In the entries below, how many lines include "thiserror"? Reply with the number and nothing more.

(Items from a dataset)
= = = = = = =
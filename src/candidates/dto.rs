use serde::{Deserialize, Serialize};
use time::OffsetDateTime;
use uuid::Uuid;

use crate::store::Candidate;

#[derive(Debug, Deserialize)]
pub struct CreateCandidateRequest {
    pub full_name: String,
    pub email: String,
    pub phone: Option<String>,
    /// Owning recruiter; defaults to the caller for non-admins.
    pub recruiter_id: Option<Uuid>,
}

#[derive(Debug, Serialize)]
pub struct CandidateView {
    pub id: Uuid,
    pub recruiter_id: Option<Uuid>,
    pub full_name: String,
    pub email: String,
    pub phone: Option<String>,
    pub has_resume: bool,
    pub resume_content_type: Option<String>,
    #[serde(with = "time::serde::rfc3339")]
    pub created_at: OffsetDateTime,
    #[serde(with = "time::serde::rfc3339")]
    pub updated_at: OffsetDateTime,
}

impl From<Candidate> for CandidateView {
    fn from(c: Candidate) -> Self {
        Self {
            id: c.id,
            recruiter_id: c.recruiter_id,
            full_name: c.full_name,
            email: c.email,
            phone: c.phone,
            has_resume: c.resume_key.is_some(),
            resume_content_type: c.resume_content_type,
            created_at: c.created_at,
            updated_at: c.updated_at,
        }
    }
}
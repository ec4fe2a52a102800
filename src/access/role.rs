use serde::{Deserialize, Serialize};
use std::fmt;

#[derive(Debug, Clone, Copy, PartialEq, Eq, Hash, Serialize, Deserialize, sqlx::Type)]
#[serde(rename_all = "SCREAMING_SNAKE_CASE")]
#[sqlx(type_name = "user_role", rename_all = "SCREAMING_SNAKE_CASE")]
pub enum Role {
    Admin,
    Company,
    HiringAgency,
    Recruiter,
    Candidate,
}

impl Role {
    pub fn as_str(&self) -> &'static str {
        match self {
            Role::Admin => "ADMIN",
            Role::Company => "COMPANY",
            Role::HiringAgency => "HIRING_AGENCY",
            Role::Recruiter => "RECRUITER",
            Role::Candidate => "CANDIDATE",
        }
    }

    /// Roles that may own candidate records.
    pub fn can_own_candidates(&self) -> bool {
        match self {
            Role::Company | Role::HiringAgency | Role::Recruiter => true,
            Role::Admin | Role::Candidate => false,
        }
    }
}

impl fmt::Display for Role {
    fn fmt(&self, f: &mut fmt::Formatter<'_>) -> fmt::Result {
        f.write_str(self.as_str())
    }
}

#[cfg(test)]
mod tests {
    use super::*;

    #[test]
    fn serializes_as_screaming_snake_case() {
        let json = serde_json::to_string(&Role::HiringAgency).unwrap();
        assert_eq!(json, "\"HIRING_AGENCY\"");
        let back: Role = serde_json::from_str("\"RECRUITER\"").unwrap();
        assert_eq!(back, Role::Recruiter);
    }

    #[test]
    fn unknown_roles_do_not_parse() {
        assert!(serde_json::from_str::<Role>("\"SUPERUSER\"").is_err());
        assert!(serde_json::from_str::<Role>("\"admin\"").is_err());
    }

    #[test]
    fn display_matches_wire_name() {
        for role in [
            Role::Admin,
            Role::Company,
            Role::HiringAgency,
            Role::Recruiter,
            Role::Candidate,
        ] {
            let json = serde_json::to_string(&role).unwrap();
            assert_eq!(json.trim_matches('"'), role.to_string());
        }
    }
}
use serde::{Deserialize, Serialize};
use sqlx::FromRow;
use time::OffsetDateTime;
use uuid::Uuid;

use crate::access::{Owned, Owner, Principal, Role};

#[derive(Debug, Clone, Serialize, Deserialize, FromRow)]
pub struct User {
    pub id: Uuid,
    pub email: String,
    #[serde(skip_serializing)]
    pub password_hash: String,
    pub full_name: String,
    pub role: Role,
    pub company_id: Option<Uuid>,
    #[serde(with = "time::serde::rfc3339")]
    pub created_at: OffsetDateTime,
    #[serde(with = "time::serde::rfc3339")]
    pub updated_at: OffsetDateTime,
}

impl User {
    pub fn principal(&self) -> Principal {
        Principal {
            user_id: self.id,
            role: self.role,
            company_id: self.company_id,
        }
    }
}

#[derive(Debug, Clone)]
pub struct NewUser {
    pub email: String,
    pub password_hash: String,
    pub full_name: String,
    pub role: Role,
    pub company_id: Option<Uuid>,
}

#[derive(Debug, Clone, Serialize, Deserialize, FromRow)]
pub struct Company {
    pub id: Uuid,
    pub name: String,
    pub contact_email: String,
    pub is_active: bool,
    #[serde(with = "time::serde::rfc3339")]
    pub created_at: OffsetDateTime,
}

#[derive(Debug, Clone)]
pub struct NewCompany {
    pub name: String,
    pub contact_email: String,
}

/// Candidate row joined with its recruiter's company.
#[derive(Debug, Clone, Serialize, Deserialize, FromRow)]
pub struct Candidate {
    pub id: Uuid,
    pub recruiter_id: Option<Uuid>,
    pub full_name: String,
    pub email: String,
    pub phone: Option<String>,
    #[serde(skip_serializing)]
    pub resume_key: Option<String>,
    pub resume_content_type: Option<String>,
    #[serde(skip)]
    pub owner_company_id: Option<Uuid>,
    #[serde(with = "time::serde::rfc3339")]
    pub created_at: OffsetDateTime,
    #[serde(with = "time::serde::rfc3339")]
    pub updated_at: OffsetDateTime,
}

impl Owned for Candidate {
    fn owner(&self) -> Option<Owner> {
        self.recruiter_id.map(|user_id| Owner {
            user_id,
            company_id: self.owner_company_id,
        })
    }
}

#[derive(Debug, Clone)]
pub struct NewCandidate {
    pub recruiter_id: Option<Uuid>,
    pub full_name: String,
    pub email: String,
    pub phone: Option<String>,
}

#[derive(Debug, Clone, Default, Deserialize)]
pub struct CandidatePatch {
    pub full_name: Option<String>,
    pub email: Option<String>,
    /// Absent leaves the phone alone, `null` clears it.
    #[serde(default, deserialize_with = "present")]
    pub phone: Option<Option<String>>,
}

/// Maps a present field to `Some`, even when its value is `null`.
fn present<'de, D, T>(deserializer: D) -> Result<Option<Option<T>>, D::Error>
where
    D: serde::Deserializer<'de>,
    T: Deserialize<'de>,
{
    Option::<T>::deserialize(deserializer).map(Some)
}

#[derive(Debug, Clone, Copy, PartialEq, Eq, Serialize, Deserialize, sqlx::Type)]
#[serde(rename_all = "lowercase")]
#[sqlx(type_name = "interview_status", rename_all = "lowercase")]
pub enum InterviewStatus {
    Scheduled,
    Completed,
    Error,
}

impl InterviewStatus {
    pub fn is_terminal(&self) -> bool {
        matches!(self, InterviewStatus::Completed | InterviewStatus::Error)
    }
}

/// Interview row; ownership is inherited from its candidate.
#[derive(Debug, Clone, Serialize, Deserialize, FromRow)]
pub struct Interview {
    pub id: Uuid,
    pub candidate_id: Uuid,
    pub job_title: Option<String>,
    pub status: InterviewStatus,
    #[serde(with = "time::serde::rfc3339")]
    pub scheduled_at: OffsetDateTime,
    #[serde(with = "time::serde::rfc3339::option")]
    pub started_at: Option<OffsetDateTime>,
    #[serde(with = "time::serde::rfc3339::option")]
    pub ended_at: Option<OffsetDateTime>,
    pub recruiter_id: Option<Uuid>,
    #[serde(skip)]
    pub owner_company_id: Option<Uuid>,
    #[serde(with = "time::serde::rfc3339")]
    pub created_at: OffsetDateTime,
    #[serde(with = "time::serde::rfc3339")]
    pub updated_at: OffsetDateTime,
}

impl Owned for Interview {
    fn owner(&self) -> Option<Owner> {
        self.recruiter_id.map(|user_id| Owner {
            user_id,
            company_id: self.owner_company_id,
        })
    }
}

#[derive(Debug, Clone)]
pub struct NewInterview {
    pub candidate_id: Uuid,
    pub job_title: Option<String>,
    pub scheduled_at: OffsetDateTime,
}

#[derive(
    Debug, Clone, Copy, PartialEq, Eq, PartialOrd, Ord, Hash, Serialize, Deserialize, sqlx::Type,
)]
#[serde(rename_all = "snake_case")]
#[sqlx(type_name = "warning_kind", rename_all = "snake_case")]
pub enum WarningKind {
    FaceNotDetected,
    MultipleFaces,
    LookingAway,
    TabSwitch,
    BackgroundVoice,
    Other,
}

/// Proctoring event raised during a running interview.
#[derive(Debug, Clone, Serialize, Deserialize, FromRow)]
pub struct Warning {
    pub id: Uuid,
    pub interview_id: Uuid,
    pub kind: WarningKind,
    pub message: Option<String>,
    #[serde(with = "time::serde::rfc3339")]
    pub occurred_at: OffsetDateTime,
}

#[derive(Debug, Clone)]
pub struct NewWarning {
    pub interview_id: Uuid,
    pub kind: WarningKind,
    pub message: Option<String>,
}
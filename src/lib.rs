pub mod access;
pub mod admin;
pub mod app;
pub mod auth;
pub mod candidates;
pub mod companies;
pub mod config;
pub mod error;
pub mod extract;
pub mod interviews;
pub mod notify;
pub mod state;
pub mod storage;
pub mod store;
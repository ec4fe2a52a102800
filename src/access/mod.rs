//! Data isolation and role-based access.
//!
//! Every domain record resolves to an optional [`Owner`]. A request's
//! [`Principal`] turns into a [`Scope`], which decides which owners are
//! visible, and [`permission::allows`] layers the read/write gate on top.

pub mod permission;
pub mod role;
pub mod scope;

use serde::Serialize;
use uuid::Uuid;

pub use permission::{allows, ensure, Action};
pub use role::Role;
pub use scope::Scope;

/// Authenticated caller, resolved from the bearer token.
#[derive(Debug, Clone, Copy, PartialEq, Eq, Serialize)]
pub struct Principal {
    pub user_id: Uuid,
    pub role: Role,
    pub company_id: Option<Uuid>,
}

/// The recruiter a record belongs to, with that recruiter's company.
#[derive(Debug, Clone, Copy, PartialEq, Eq)]
pub struct Owner {
    pub user_id: Uuid,
    pub company_id: Option<Uuid>,
}

/// Records that resolve to an owner. `None` means the owning recruiter
/// reference is null.
pub trait Owned {
    fn owner(&self) -> Option<Owner>;
}
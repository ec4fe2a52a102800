use axum::http::StatusCode;
use axum::response::{IntoResponse, Response};
use axum::Json;
use serde_json::json;
use tracing::error;

use crate::store::StoreError;

/// Rejection returned by handlers and extractors.
#[derive(Debug, thiserror::Error)]
pub enum ApiError {
    #[error("{0}")]
    Validation(String),
    #[error("{0}")]
    Unauthorized(String),
    #[error("permission denied")]
    Forbidden,
    #[error("{0} not found")]
    NotFound(&'static str),
    #[error("{0}")]
    Conflict(String),
    #[error(transparent)]
    Internal(#[from] anyhow::Error),
}

impl ApiError {
    pub fn status(&self) -> StatusCode {
        match self {
            ApiError::Validation(_) => StatusCode::BAD_REQUEST,
            ApiError::Unauthorized(_) => StatusCode::UNAUTHORIZED,
            ApiError::Forbidden => StatusCode::FORBIDDEN,
            ApiError::NotFound(_) => StatusCode::NOT_FOUND,
            ApiError::Conflict(_) => StatusCode::CONFLICT,
            ApiError::Internal(_) => StatusCode::INTERNAL_SERVER_ERROR,
        }
    }
}

impl IntoResponse for ApiError {
    fn into_response(self) -> Response {
        let status = self.status();
        let message = match &self {
            ApiError::Internal(err) => {
                error!(error = ?err, "internal error");
                "internal server error".to_string()
            }
            other => other.to_string(),
        };
        (status, Json(json!({ "error": message }))).into_response()
    }
}

impl From<StoreError> for ApiError {
    fn from(value: StoreError) -> Self {
        match value {
            StoreError::Conflict(what) => ApiError::Conflict(format!("{what} already exists")),
            StoreError::NotFound(what) => ApiError::NotFound(what),
            StoreError::Stale(what) => {
                ApiError::Conflict(format!("{what} was changed by another request"))
            }
            StoreError::Backend(err) => ApiError::Internal(err),
        }
    }
}
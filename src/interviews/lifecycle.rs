//! Interview state machine.
//!
//! ```text
//! scheduled --start--> scheduled (started_at set)
//! scheduled --complete--> completed
//! scheduled --fail--> error
//! ```
//! `completed` and `error` are terminal.

use time::OffsetDateTime;

use crate::store::{Interview, InterviewStatus};

#[derive(Debug, Clone, Copy, PartialEq, Eq)]
pub enum Transition {
    Start,
    Complete,
    Fail,
}

#[derive(Debug, thiserror::Error, PartialEq, Eq)]
pub enum TransitionError {
    #[error("interview is already {0:?}")]
    Terminal(InterviewStatus),
    #[error("interview has already started")]
    AlreadyStarted,
}

impl Interview {
    pub fn apply(&mut self, transition: Transition, now: OffsetDateTime) -> Result<(), TransitionError> {
        if self.status.is_terminal() {
            return Err(TransitionError::Terminal(self.status));
        }
        match transition {
            Transition::Start => {
                if self.started_at.is_some() {
                    return Err(TransitionError::AlreadyStarted);
                }
                self.started_at = Some(now);
            }
            Transition::Complete => {
                self.started_at.get_or_insert(now);
                self.ended_at = Some(now);
                self.status = InterviewStatus::Completed;
            }
            Transition::Fail => {
                self.ended_at = Some(now);
                self.status = InterviewStatus::Error;
            }
        }
        Ok(())
    }

    /// Proctoring warnings are only accepted while the interview runs.
    pub fn is_running(&self) -> bool {
        self.status == InterviewStatus::Scheduled
            && self.started_at.is_some()
            && self.ended_at.is_none()
    }
}
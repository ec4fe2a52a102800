//! Cross-tenant visibility and write rules exercised through the HTTP router.

mod common;

use axum::http::StatusCode;
use serde_json::json;

use common::{id, ids, TestApp};

#[tokio::test]
async fn recruiters_and_companies_only_see_their_own_candidates() {
    let app = TestApp::new();
    let acme = app.company("owner@acme.test", "Acme").await;
    let globex = app.company("owner@globex.test", "Globex").await;
    let r1 = app
        .member("r1@acme.test", "RECRUITER", acme.company_id)
        .await;
    let r1b = app
        .member("r1b@acme.test", "RECRUITER", acme.company_id)
        .await;
    let r2 = app
        .member("r2@globex.test", "RECRUITER", globex.company_id)
        .await;

    let c1 = app.candidate(&r1.token, "c1@mail.test").await;
    let c2 = app.candidate(&r2.token, "c2@mail.test").await;

    let list = app.get("/candidates", &r1.token).await;
    assert_eq!(list.status, StatusCode::OK);
    assert_eq!(ids(&list.body), vec![c1]);

    // a colleague in the same company does not see another recruiter's candidates
    let list = app.get("/candidates", &r1b.token).await;
    assert!(ids(&list.body).is_empty());

    let list = app.get("/candidates", &acme.token).await;
    assert_eq!(ids(&list.body), vec![c1]);
    let list = app.get("/candidates", &globex.token).await;
    assert_eq!(ids(&list.body), vec![c2]);

    let admin = app.admin().await;
    let mut all = ids(&app.get("/candidates", &admin.token).await.body);
    all.sort();
    let mut expected = vec![c1, c2];
    expected.sort();
    assert_eq!(all, expected);
}

#[tokio::test]
async fn out_of_scope_reads_look_missing_and_writes_are_forbidden() {
    let app = TestApp::new();
    let acme = app.company("owner@acme.test", "Acme").await;
    let globex = app.company("owner@globex.test", "Globex").await;
    let r1 = app
        .member("r1@acme.test", "RECRUITER", acme.company_id)
        .await;
    let c1 = app.candidate(&r1.token, "c1@mail.test").await;
    let uri = format!("/candidates/{c1}");

    let reply = app.get(&uri, &globex.token).await;
    assert_eq!(reply.status, StatusCode::NOT_FOUND);
    assert_eq!(reply.body["error"], "candidate not found");

    let reply = app
        .patch(&uri, &globex.token, json!({ "full_name": "Hijacked" }))
        .await;
    assert_eq!(reply.status, StatusCode::FORBIDDEN);
    let reply = app.delete(&uri, &globex.token).await;
    assert_eq!(reply.status, StatusCode::FORBIDDEN);

    // the owning company may edit
    let reply = app
        .patch(&uri, &acme.token, json!({ "full_name": "Ada King" }))
        .await;
    assert_eq!(reply.status, StatusCode::OK);
    assert_eq!(reply.body["full_name"], "Ada King");

    let reply = app.get(&uri, &r1.token).await;
    assert_eq!(reply.body["full_name"], "Ada King");
}

#[tokio::test]
async fn company_can_assign_only_its_own_recruiters() {
    let app = TestApp::new();
    let acme = app.company("owner@acme.test", "Acme").await;
    let globex = app.company("owner@globex.test", "Globex").await;
    let r1 = app
        .member("r1@acme.test", "RECRUITER", acme.company_id)
        .await;
    let r2 = app
        .member("r2@globex.test", "RECRUITER", globex.company_id)
        .await;

    let reply = app
        .post(
            "/candidates",
            &acme.token,
            json!({ "full_name": "Grace", "email": "grace@mail.test", "recruiter_id": r1.user_id }),
        )
        .await;
    assert_eq!(reply.status, StatusCode::CREATED);
    assert_eq!(reply.body["recruiter_id"], r1.user_id.to_string());
    let grace = id(&reply.body);
    assert_eq!(ids(&app.get("/candidates", &r1.token).await.body), vec![grace]);

    let reply = app
        .post(
            "/candidates",
            &acme.token,
            json!({ "full_name": "Mallory", "email": "m@mail.test", "recruiter_id": r2.user_id }),
        )
        .await;
    assert_eq!(reply.status, StatusCode::FORBIDDEN);

    // recruiters cannot hand candidates to someone else
    let reply = app
        .post(
            "/candidates",
            &r1.token,
            json!({ "full_name": "Eve", "email": "eve@mail.test", "recruiter_id": r2.user_id }),
        )
        .await;
    assert_eq!(reply.status, StatusCode::FORBIDDEN);
}

#[tokio::test]
async fn orphaned_candidates_are_admin_only_until_assigned() {
    let app = TestApp::new();
    let acme = app.company("owner@acme.test", "Acme").await;
    let r1 = app
        .member("r1@acme.test", "RECRUITER", acme.company_id)
        .await;
    let admin = app.admin().await;

    let orphan = app.candidate(&admin.token, "orphan@mail.test").await;
    assert!(ids(&app.get("/candidates", &r1.token).await.body).is_empty());
    assert!(ids(&app.get("/candidates", &acme.token).await.body).is_empty());
    let reply = app.get(&format!("/candidates/{orphan}"), &acme.token).await;
    assert_eq!(reply.status, StatusCode::NOT_FOUND);

    let reply = app.get("/admin/candidates/orphans", &admin.token).await;
    assert_eq!(reply.status, StatusCode::OK);
    assert_eq!(ids(&reply.body), vec![orphan]);
    let reply = app.get("/admin/candidates/orphans", &acme.token).await;
    assert_eq!(reply.status, StatusCode::FORBIDDEN);

    let reply = app
        .post(
            &format!("/admin/candidates/{orphan}/assign"),
            &admin.token,
            json!({ "recruiter_id": r1.user_id }),
        )
        .await;
    assert_eq!(reply.status, StatusCode::OK);

    assert_eq!(ids(&app.get("/candidates", &r1.token).await.body), vec![orphan]);
    assert_eq!(ids(&app.get("/candidates", &acme.token).await.body), vec![orphan]);
    let reply = app.get("/admin/candidates/orphans", &admin.token).await;
    assert!(ids(&reply.body).is_empty());
}

#[tokio::test]
async fn assigning_to_a_non_recruiter_is_rejected() {
    let app = TestApp::new();
    let admin = app.admin().await;
    let applicant = app.member("me@mail.test", "CANDIDATE", None).await;
    let orphan = app.candidate(&admin.token, "orphan@mail.test").await;

    let reply = app
        .post(
            &format!("/admin/candidates/{orphan}/assign"),
            &admin.token,
            json!({ "recruiter_id": applicant.user_id }),
        )
        .await;
    assert_eq!(reply.status, StatusCode::BAD_REQUEST);
}

#[tokio::test]
async fn candidate_accounts_see_nothing_and_cannot_write() {
    let app = TestApp::new();
    let acme = app.company("owner@acme.test", "Acme").await;
    let r1 = app
        .member("r1@acme.test", "RECRUITER", acme.company_id)
        .await;
    let c1 = app.candidate(&r1.token, "c1@mail.test").await;
    let applicant = app.member("me@mail.test", "CANDIDATE", None).await;

    let reply = app.get("/candidates", &applicant.token).await;
    assert_eq!(reply.status, StatusCode::OK);
    assert!(ids(&reply.body).is_empty());
    let reply = app.get(&format!("/candidates/{c1}"), &applicant.token).await;
    assert_eq!(reply.status, StatusCode::NOT_FOUND);

    let reply = app
        .post(
            "/candidates",
            &applicant.token,
            json!({ "full_name": "Me", "email": "me2@mail.test" }),
        )
        .await;
    assert_eq!(reply.status, StatusCode::FORBIDDEN);
}

#[tokio::test]
async fn independent_agency_sees_only_its_own_candidates() {
    let app = TestApp::new();
    let agency = app.member("agency@hire.test", "HIRING_AGENCY", None).await;
    let other = app.member("other@hire.test", "HIRING_AGENCY", None).await;
    assert!(agency.company_id.is_none());

    let mine = app.candidate(&agency.token, "mine@mail.test").await;
    app.candidate(&other.token, "theirs@mail.test").await;

    assert_eq!(ids(&app.get("/candidates", &agency.token).await.body), vec![mine]);
}

#[tokio::test]
async fn company_records_are_visible_to_members_only() {
    let app = TestApp::new();
    let acme = app.company("owner@acme.test", "Acme").await;
    let globex = app.company("owner@globex.test", "Globex").await;
    let r1 = app
        .member("r1@acme.test", "RECRUITER", acme.company_id)
        .await;
    let admin = app.admin().await;
    let acme_id = acme.company_id.expect("company");
    let globex_id = globex.company_id.expect("company");

    let reply = app.get(&format!("/companies/{acme_id}"), &r1.token).await;
    assert_eq!(reply.status, StatusCode::OK);
    assert_eq!(reply.body["name"], "Acme");
    let reply = app.get(&format!("/companies/{globex_id}"), &r1.token).await;
    assert_eq!(reply.status, StatusCode::NOT_FOUND);

    let reply = app.get("/companies", &r1.token).await;
    assert_eq!(reply.status, StatusCode::OK);
    assert_eq!(reply.body[0]["id"], acme_id.to_string());
    assert_eq!(reply.body.as_array().expect("array").len(), 1);
    let reply = app
        .post(
            "/companies",
            &acme.token,
            json!({ "name": "Initech", "contact_email": "hq@initech.test" }),
        )
        .await;
    assert_eq!(reply.status, StatusCode::FORBIDDEN);
    let reply = app.get("/companies", &admin.token).await;
    assert_eq!(reply.status, StatusCode::OK);
    assert_eq!(reply.body.as_array().expect("array").len(), 2);

    let reply = app
        .patch(
            &format!("/companies/{globex_id}"),
            &admin.token,
            json!({ "is_active": false }),
        )
        .await;
    assert_eq!(reply.status, StatusCode::OK);
    assert_eq!(reply.body["is_active"], false);

    let reply = app
        .call(
            axum::http::Method::POST,
            "/auth/register",
            None,
            Some(json!({
                "email": "late@globex.test",
                "password": common::PASSWORD,
                "full_name": "Late Joiner",
                "role": "RECRUITER",
                "company_id": globex_id,
            })),
        )
        .await;
    assert_eq!(reply.status, StatusCode::BAD_REQUEST);
}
= = = = = = =
### Output for this exercise
2